Start of EXTRACTED ENTRIES

//! The reconciliation loop.
//!
//! Rows are processed in order. Each row is normalized, then written inside
//! one storage transaction; a failure at any step rolls that row back and is
//! recorded, and the loop moves on.

use std::sync::Arc;
use std::sync::atomic::{AtomicBool, Ordering};

use serde::{Deserialize, Serialize};
use tracing::{debug, info, info_span, warn};

use roster_model::{ColumnMapping, NormalizedRow, SourceRow, TenantId};
use roster_normalize::normalize_row;
use roster_store::RosterStore;

use crate::error::{CommitStep, RowCommitError, RowError};
use crate::report::ImportReport;

/// Options for a commit run.
#[derive(Debug, Clone, Copy, Default, PartialEq, Eq, Serialize, Deserialize)]
#[serde(default)]
pub struct CommitOptions {
    /// Create classrooms that do not exist yet. When off, rows are only
    /// enrolled in classrooms that already exist.
    pub create_classes: bool,
}

/// Shared flag to stop a running import between rows.
#[derive(Debug, Clone, Default)]
pub struct CancelFlag(Arc<AtomicBool>);

impl CancelFlag {
    pub fn new() -> Self {
        Self::default()
    }

    /// Request cancellation. Rows already committed stay committed.
    pub fn cancel(&self) {
        self.0.store(true, Ordering::SeqCst);
    }

    pub fn is_cancelled(&self) -> bool {
        self.0.load(Ordering::SeqCst)
    }
}

/// What one committed row changed.
#[derive(Debug, Clone, Default, PartialEq, Eq)]
pub struct RowOutcome {
    pub student_id: String,
    /// `false` means an existing student was updated.
    pub student_created: bool,
    pub guardians_created: usize,
    pub guardians_updated: usize,
    pub links_created: usize,
    pub school_created: bool,
    pub class_created: bool,
    pub enrollment_created: bool,
}

/// Per-row result folded into the [`ImportReport`].
pub type RowResult = Result<RowOutcome, RowError>;

/// Commits `rows` for `tenant` and reports what was durably written.
pub fn commit(
    store: &mut RosterStore,
    tenant: &TenantId,
    mapping: &ColumnMapping,
    rows: &[SourceRow],
    options: CommitOptions,
) -> ImportReport {
    commit_with_cancel(store, tenant, mapping, rows, options, &CancelFlag::new())
}

/// Like [`commit`], checking `cancel` before each row.
pub fn commit_with_cancel(
    store: &mut RosterStore,
    tenant: &TenantId,
    mapping: &ColumnMapping,
    rows: &[SourceRow],
    options: CommitOptions,
    cancel: &CancelFlag,
) -> ImportReport {
    let span = info_span!("import", tenant = %tenant, rows = rows.len());
    let _guard = span.enter();

    let mut report = ImportReport::new(rows.len());
    for (index, row) in rows.iter().enumerate() {
        if cancel.is_cancelled() {
            warn!(row = index, "import cancelled");
            report.cancelled = true;
            break;
        }

        let result = commit_row(store, tenant, mapping, row, options);
        match &result {
            Ok(outcome) => debug!(
                row = index,
                student_id = %outcome.student_id,
                created = outcome.student_created,
                guardians = outcome.guardians_created + outcome.guardians_updated,
                "row committed"
            ),
            Err(err) => warn!(row = index, error = %err, "row failed"),
        }
        report.record(index, result);
    }

    info!(
        committed = report.rows_committed,
        failed = report.rows_failed(),
        created_students = report.created_students,
        updated_students = report.updated_students,
        created_guardians = report.created_guardians,
        cancelled = report.cancelled,
        "import finished"
    );
    report
}

/// Normalizes and writes a single row as one atomic unit.
pub fn commit_row(
    store: &mut RosterStore,
    tenant: &TenantId,
    mapping: &ColumnMapping,
    row: &SourceRow,
    options: CommitOptions,
) -> RowResult {
    let normalized = normalize_row(tenant, row, mapping)?;
    Ok(write_row(store, &normalized, options)?)
}

fn write_row(
    store: &mut RosterStore,
    row: &NormalizedRow,
    options: CommitOptions,
) -> Result<RowOutcome, RowCommitError> {
    let student = &row.student;
    let tenant = &student.tenant_id;
    let tx = store.begin().map_err(RowCommitError::at(CommitStep::Begin))?;
    let mut outcome = RowOutcome::default();

    let school_id = match &student.school_name {
        Some(name) => {
            let school = tx
                .upsert_school(tenant, name)
                .map_err(RowCommitError::at(CommitStep::School))?;
            outcome.school_created = school.created;
            Some(school.id)
        }
        None => None,
    };

    let stored = tx
        .upsert_student(student, school_id.as_deref())
        .map_err(RowCommitError::at(CommitStep::Student))?;
    outcome.student_created = stored.created;

    for guardian in &row.guardians {
        let dedupe_key = guardian.key.resolve(&stored.id);
        let upserted = tx
            .upsert_guardian(tenant, guardian, &dedupe_key)
            .map_err(RowCommitError::at(CommitStep::Guardian(guardian.slot)))?;
        if upserted.created {
            outcome.guardians_created += 1;
        } else {
            outcome.guardians_updated += 1;
        }
        let linked = tx
            .link_guardian(
                tenant,
                &stored.id,
                &upserted.id,
                guardian.relationship.as_deref(),
            )
            .map_err(RowCommitError::at(CommitStep::Link(guardian.slot)))?;
        outcome.links_created += usize::from(linked);
    }

    if let Some(name) = &student.classroom_name {
        let classroom_id = if options.create_classes {
            let classroom = tx
                .upsert_classroom(tenant, name, student.grade.as_deref(), school_id.as_deref())
                .map_err(RowCommitError::at(CommitStep::Classroom))?;
            outcome.class_created = classroom.created;
            Some(classroom.id)
        } else {
            tx.find_classroom_id(tenant, name)
                .map_err(RowCommitError::at(CommitStep::Classroom))?
        };
        if let Some(classroom_id) = classroom_id {
            outcome.enrollment_created = tx
                .enroll(tenant, &classroom_id, &stored.id)
                .map_err(RowCommitError::at(CommitStep::Enrollment))?;
        }
    }

    tx.commit().map_err(RowCommitError::at(CommitStep::Commit))?;
    outcome.student_id = stored.id;
    Ok(outcome)
}
//! Circular-mean smoothing window.
//!
//! Raw sensor samples pass through a fixed-capacity ring that publishes
//! the arithmetic mean of the samples it currently holds.  The running
//! sum is maintained incrementally — old value subtracted, new value
//! added — so a put is O(1) regardless of window size.

use heapless::Deque;

/// Backing-store capacity.  The runtime window size is clamped to this.
pub const MAX_WINDOW: usize = 64;

/// A moving-average window over the most recent samples.
///
/// A window size below 2 disables smoothing entirely: `put` passes the
/// raw sample through unchanged.  Resizing is destructive — the window
/// contents and running sum are reset, and the mean rebuilds from the
/// next samples.
#[derive(Debug, Default)]
pub struct SmoothingStack {
    window: Deque<f32, MAX_WINDOW>,
    size: usize,
    sum: f32,
    value: f32,
}

impl SmoothingStack {
    pub fn new(size: usize) -> Self {
        let mut stack = Self::default();
        stack.set_size(size);
        stack
    }

    /// Push a sample and return the published (smoothed) value.
    ///
    /// With smoothing disabled the sample itself is returned.  The
    /// caller is responsible for filtering non-finite samples.
    pub fn put(&mut self, value: f32) -> f32 {
        if !self.is_enabled() {
            return value;
        }

        if self.window.len() >= self.size {
            if let Some(oldest) = self.window.pop_front() {
                self.sum -= oldest;
            }
        }

        if self.window.push_back(value).is_err() {
            // Cannot happen while size <= MAX_WINDOW; keep the last mean.
            return self.value;
        }
        self.sum += value;

        self.value = self.sum / self.window.len() as f32;
        self.value
    }

    /// Most recently published mean (0 before the first sample).
    pub fn value(&self) -> f32 {
        self.value
    }

    /// Change the window size.  Destructive: accumulated state resets.
    /// Sizes below 2 disable smoothing; sizes above the backing capacity
    /// are clamped to [`MAX_WINDOW`].
    pub fn set_size(&mut self, size: usize) {
        let size = size.min(MAX_WINDOW);
        if size == self.size {
            return;
        }

        self.clear();
        self.size = if size < 2 { 0 } else { size };
    }

    /// Configured window size (0 when disabled).
    pub fn size(&self) -> usize {
        self.size
    }

    /// Number of samples currently held.
    pub fn len(&self) -> usize {
        self.window.len()
    }

    pub fn is_empty(&self) -> bool {
        self.window.is_empty()
    }

    pub fn is_enabled(&self) -> bool {
        self.size >= 2
    }

    /// Drop all held samples; the configured size is kept.
    pub fn clear(&mut self) {
        self.window.clear();
        self.sum = 0.0;
        self.value = 0.0;
    }
}
//! Integration test harness.
//!
//! Exercises the full regulator service against mock hardware — no
//! GPIO, no buses, simulated time.

mod alert_flow_tests;
mod mock_hw;
mod regulator_tests;
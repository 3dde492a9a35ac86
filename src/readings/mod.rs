//! Reading pipeline: raw sample → offset → smoothing → published value.
//!
//! A [`Reading`] is the single value the rest of the system sees for one
//! quantity at one location.  Non-finite raw samples are dropped
//! silently, leaving the last published value in place — a single bad
//! bus transaction must not ripple into the control policy.

pub mod stack;
pub mod stat;

use stack::SmoothingStack;
use stat::TrendStat;

use crate::compare;

/// How a reading's measurement accuracy is derived.
///
/// Most sensors have a flat datasheet accuracy; the MH-Z19 CO2 sensor's
/// error grows with the reading (±50 ppm ± 5 % of value).
#[derive(Debug, Clone, Copy)]
pub enum AccuracyModel {
    Fixed(f32),
    Proportional { base: f32, factor: f32 },
}

impl AccuracyModel {
    fn resolve(self, value: f32) -> f32 {
        match self {
            Self::Fixed(a) => a,
            Self::Proportional { base, factor } => base + factor * value,
        }
    }
}

/// A smoothed, offset-adjusted scalar value with measurement accuracy.
#[derive(Debug)]
pub struct Reading {
    value: f32,
    offset: f32,
    accuracy: AccuracyModel,
    prefix: &'static str,
    postfix: &'static str,

    pub stack: SmoothingStack,
    pub stat: TrendStat,
}

impl Reading {
    pub fn new(accuracy: AccuracyModel, postfix: &'static str, window: usize) -> Self {
        Self {
            value: 0.0,
            offset: 0.0,
            accuracy,
            prefix: "",
            postfix,
            stack: SmoothingStack::new(window),
            stat: TrendStat::default(),
        }
    }

    /// Feed one raw sample through the pipeline.
    ///
    /// Non-finite samples are dropped; the previous value stays
    /// published.
    pub fn put_value(&mut self, raw: f32, now_ms: u64) {
        if !raw.is_finite() {
            return;
        }

        self.value = self.stack.put(raw + self.offset);
        self.stat.put_value(self.value, now_ms);
    }

    /// Current published value.
    pub fn value(&self) -> f32 {
        self.value
    }

    /// Current measurement accuracy (may depend on the value).
    pub fn accuracy(&self) -> f32 {
        self.accuracy.resolve(self.value)
    }

    /// Reset the published value and all accumulated state.
    pub fn clear(&mut self) {
        self.value = 0.0;
        self.stack.clear();
        self.stat.clear();
    }

    // ── Calibration / settings ────────────────────────────────

    pub fn set_offset(&mut self, offset: f32) {
        self.offset = offset;
    }

    pub fn offset(&self) -> f32 {
        self.offset
    }

    pub fn set_accuracy(&mut self, accuracy: AccuracyModel) {
        self.accuracy = accuracy;
    }

    pub fn set_hysteresis(&mut self, value: f32) {
        self.stat.set_hysteresis(value);
    }

    /// Destructive: resets the smoothing window contents.
    pub fn set_smoothing_window(&mut self, size: usize) {
        self.stack.set_size(size);
    }

    // ── Display ───────────────────────────────────────────────

    pub fn set_prefix(&mut self, prefix: &'static str) {
        self.prefix = prefix;
    }

    /// Human-readable "prefix value postfix" rendering.
    pub fn text(&self) -> String {
        let mut out = String::new();
        if !self.prefix.is_empty() {
            out.push_str(self.prefix);
            out.push(' ');
        }
        out.push_str(&format!("{:.1}", self.value));
        if !self.postfix.is_empty() {
            out.push(' ');
            out.push_str(self.postfix);
        }
        out
    }

    // ── Tolerance comparison against another reading ──────────

    /// Comparator-greater: exceeds `other` beyond combined tolerance.
    pub fn is_greater_than(&self, other: &Reading) -> bool {
        compare::is_greater(self.value, self.accuracy(), other.value, other.accuracy())
    }

    /// Not comparator-greater than `other`.
    pub fn is_smaller_or_equal(&self, other: &Reading) -> bool {
        compare::is_smaller_or_equal(self.value, self.accuracy(), other.value, other.accuracy())
    }

    // ── Trend shortcuts used by the alert policy ──────────────

    pub fn is_up(&self, now_ms: u64, period_ms: u64) -> bool {
        self.stat.is_up(now_ms, period_ms)
    }

    pub fn is_down(&self, now_ms: u64, period_ms: u64) -> bool {
        self.stat.is_down(now_ms, period_ms)
    }

    pub fn up_by(&self) -> f32 {
        self.stat.up_by()
    }

    pub fn down_by(&self) -> f32 {
        self.stat.down_by()
    }
}
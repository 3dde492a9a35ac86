//! End-to-end scenarios through the full service.

use growbox::alerts::AlertState;
use growbox::app::events::AppEvent;
use growbox::app::service::Regulator;
use growbox::config::GreenhouseConfig;
use growbox::control::predictor::EfficiencyProfile;
use growbox::devices::DeviceId;
use growbox::quantity::Quantity;

use crate::mock_hw::{MockHardware, MockProfileStore, RecordingSink};

/// Defaults minus smoothing lag — scenarios steer raw values.
fn test_config() -> GreenhouseConfig {
    let mut cfg = GreenhouseConfig::default();
    cfg.temperature.smoothing_window = 0;
    cfg.humidity.smoothing_window = 0;
    cfg.co2.smoothing_window = 0;
    cfg
}

#[test]
fn cold_box_heats_until_midpoint_recovery() {
    let mut cfg = test_config();
    cfg.temperature.alarm_low = 25.0;
    cfg.temperature.alarm_high = 30.0;

    let mut reg = Regulator::new(cfg);
    let mut hw = MockHardware::comfortable();
    let mut sink = RecordingSink::new();

    hw.temp_in = 20.0;
    reg.tick(0, &mut hw, &mut sink);

    assert_eq!(reg.alert_state(Quantity::Temperature), AlertState::Low);
    assert!(reg.device_running(DeviceId::Heater));
    assert!(hw.relay_on(DeviceId::Heater));
    assert!(sink.events.contains(&AppEvent::AlertChanged {
        quantity: Quantity::Temperature,
        from: AlertState::Idle,
        to: AlertState::Low,
    }));

    // Temperature crosses the 27.5 midpoint: alert clears and the
    // heater stops within the same tick.
    hw.temp_in = 28.0;
    reg.tick(2000, &mut hw, &mut sink);

    assert_eq!(reg.alert_state(Quantity::Temperature), AlertState::Idle);
    assert!(!reg.device_running(DeviceId::Heater));
    assert!(!hw.relay_on(DeviceId::Heater));
}

#[test]
fn fan_ownership_hands_over_when_first_alarm_clears() {
    let mut reg = Regulator::new(test_config());
    let mut hw = MockHardware::comfortable();
    let mut sink = RecordingSink::new();

    // Hot box: temperature claims both fans.
    hw.temp_in = 32.0;
    reg.tick(0, &mut hw, &mut sink);
    assert_eq!(reg.alert_state(Quantity::Temperature), AlertState::High);
    assert!(reg.device_running(DeviceId::FanMain));
    assert!(hw.relay_on(DeviceId::FanInner));

    // CO2 builds up once the sensor is past warm-up.
    hw.co2_in = 3000.0;
    reg.tick(200_000, &mut hw, &mut sink);
    assert_eq!(reg.alert_state(Quantity::Co2), AlertState::High);

    // Temperature recovers; CO2 takes the fans over in the same pass.
    hw.temp_in = 23.0;
    reg.tick(202_000, &mut hw, &mut sink);
    assert_eq!(reg.alert_state(Quantity::Temperature), AlertState::Idle);
    assert_eq!(reg.alert_state(Quantity::Co2), AlertState::High);
    assert!(reg.device_running(DeviceId::FanMain));
    assert!(hw.relay_on(DeviceId::FanInner));
}

#[test]
fn dead_sensor_idles_alert_and_stops_devices() {
    let mut cfg = test_config();
    cfg.temperature.alarm_low = 25.0;

    let mut reg = Regulator::new(cfg);
    let mut hw = MockHardware::comfortable();
    let mut sink = RecordingSink::new();

    hw.temp_in = 20.0;
    reg.tick(0, &mut hw, &mut sink);
    assert_eq!(reg.alert_state(Quantity::Temperature), AlertState::Low);
    assert!(hw.relay_on(DeviceId::Heater));
    sink.clear();

    // Bus failure: climate sensor stops answering.
    hw.temp_in = f32::NAN;
    reg.tick(2000, &mut hw, &mut sink);

    assert!(!reg.is_valid(Quantity::Temperature));
    assert_eq!(reg.alert_state(Quantity::Temperature), AlertState::Idle);
    assert!(!hw.relay_on(DeviceId::Heater));
    assert!(sink.events.contains(&AppEvent::SensorValidity {
        quantity: Quantity::Temperature,
        valid: false,
    }));
}

#[test]
fn wetting_outcome_is_learned_and_persisted() {
    let mut reg = Regulator::new(test_config());
    let mut hw = MockHardware::comfortable();
    let mut sink = RecordingSink::new();
    let mut store = MockProfileStore::new();

    // Dry box: wetting alarm, first pulse sized by the unlearned
    // midpoint guess.
    hw.hum_in = 70.0;
    reg.tick(0, &mut hw, &mut sink);
    assert_eq!(reg.alert_state(Quantity::Humidity), AlertState::Low);
    assert!(reg.device_running(DeviceId::Humidifier));
    assert!(hw.relay_on(DeviceId::FanInner));

    // Humidity climbs while the pulse runs, then flattens once it is
    // over (pulse 15 s + 1 s actuator lag, then the 60 s cycle delay).
    let mut t = 0;
    while t < 78_000 {
        t += 2000;
        if t <= 16_000 {
            hw.hum_in = 70.0 + t as f32 / 4000.0; // -> 74.0 at 16 s
        }
        reg.tick(t, &mut hw, &mut sink);
    }

    // Cycle over: the next pulse reports the observed outcome first.
    assert!(reg.device_running(DeviceId::Humidifier));

    // The learned profile reaches storage on the save interval.
    assert!(reg.maybe_save_profiles(t, &mut store));
    let profile = store.stored(Quantity::Humidity).expect("profile saved");
    let bucket = (70.0_f32 / 5.0) as usize;
    assert!(
        profile.increase[bucket] > 0.0,
        "observed wetting efficiency should be recorded"
    );
    assert_eq!(store.save_count, 1);

    // Nothing new learned: no redundant save.
    assert!(!reg.maybe_save_profiles(t + 60_000, &mut store));
}

#[test]
fn preloaded_profile_sizes_the_first_pulse() {
    let mut store = MockProfileStore::new();
    let mut profile = EfficiencyProfile::default();
    // A fast humidifier: 1 unit per 100 ms around the 70 % band.
    profile.increase[14] = 1.0;
    store.preload(Quantity::Humidity, &profile);

    let mut reg = Regulator::new(test_config());
    reg.load_profiles(&store).expect("profile loads");

    let mut hw = MockHardware::comfortable();
    let mut sink = RecordingSink::new();

    hw.hum_in = 72.0;
    reg.tick(0, &mut hw, &mut sink);
    assert!(reg.device_running(DeviceId::Humidifier));

    // Raw estimate (300 ms) clamps up to predict_min (10 s); the relay
    // drops at 11 s once the 1 s actuator lag is added — far earlier
    // than the 16 s an unlearned midpoint pulse would run.
    let mut t = 0;
    while t < 10_500 {
        t += 500;
        reg.tick(t, &mut hw, &mut sink);
    }
    assert!(hw.relay_on(DeviceId::Humidifier));

    reg.tick(11_000, &mut hw, &mut sink);
    assert!(!hw.relay_on(DeviceId::Humidifier));
    // Still mid-cycle (post-pulse delay), not stopped.
    assert!(reg.device_running(DeviceId::Humidifier));
}

#[test]
fn duty_elapsed_tracks_running_cycle() {
    let mut cfg = test_config();
    cfg.temperature.alarm_low = 25.0;

    let mut reg = Regulator::new(cfg);
    let mut hw = MockHardware::comfortable();
    let mut sink = RecordingSink::new();

    hw.temp_in = 20.0;
    reg.tick(0, &mut hw, &mut sink);
    assert!(reg.device_running(DeviceId::Heater));
    assert_eq!(reg.device_duty_elapsed(DeviceId::Heater, 4000), 4000);
    assert_eq!(reg.device_duty_elapsed(DeviceId::FanMain, 4000), 0);
}

#[test]
fn runtime_threshold_change_applies_next_scan() {
    let mut reg = Regulator::new(test_config());
    let mut hw = MockHardware::comfortable();
    let mut sink = RecordingSink::new();

    hw.temp_in = 23.0;
    reg.tick(0, &mut hw, &mut sink);
    assert_eq!(reg.alert_state(Quantity::Temperature), AlertState::Idle);

    // 23 °C is suddenly too cold.
    reg.set_thresholds(Quantity::Temperature, 24.0, 32.0);
    reg.tick(2000, &mut hw, &mut sink);
    assert_eq!(reg.alert_state(Quantity::Temperature), AlertState::Low);
    assert!(reg.device_running(DeviceId::Heater));
}

#[test]
fn disabling_control_releases_everything() {
    let mut cfg = test_config();
    cfg.temperature.alarm_low = 25.0;

    let mut reg = Regulator::new(cfg);
    let mut hw = MockHardware::comfortable();
    let mut sink = RecordingSink::new();

    hw.temp_in = 20.0;
    reg.tick(0, &mut hw, &mut sink);
    assert!(reg.device_running(DeviceId::Heater));

    reg.set_control_enabled(Quantity::Temperature, false);
    reg.tick(2000, &mut hw, &mut sink);
    assert_eq!(reg.alert_state(Quantity::Temperature), AlertState::Idle);
    assert!(!reg.device_running(DeviceId::Heater));
    assert!(!hw.relay_on(DeviceId::Heater));
}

End of EXTRACTED ENTRIES

▶ _REQUIREMENT_: Search the material above for the string "actuator", and copy every line in which it turns up.

▶ _RESPONSE TO THIS EXERCISE_:
    // over (pulse 15 s + 1 s actuator lag, then the 60 s cycle delay).
    // drops at 11 s once the 1 s actuator lag is added — far earlier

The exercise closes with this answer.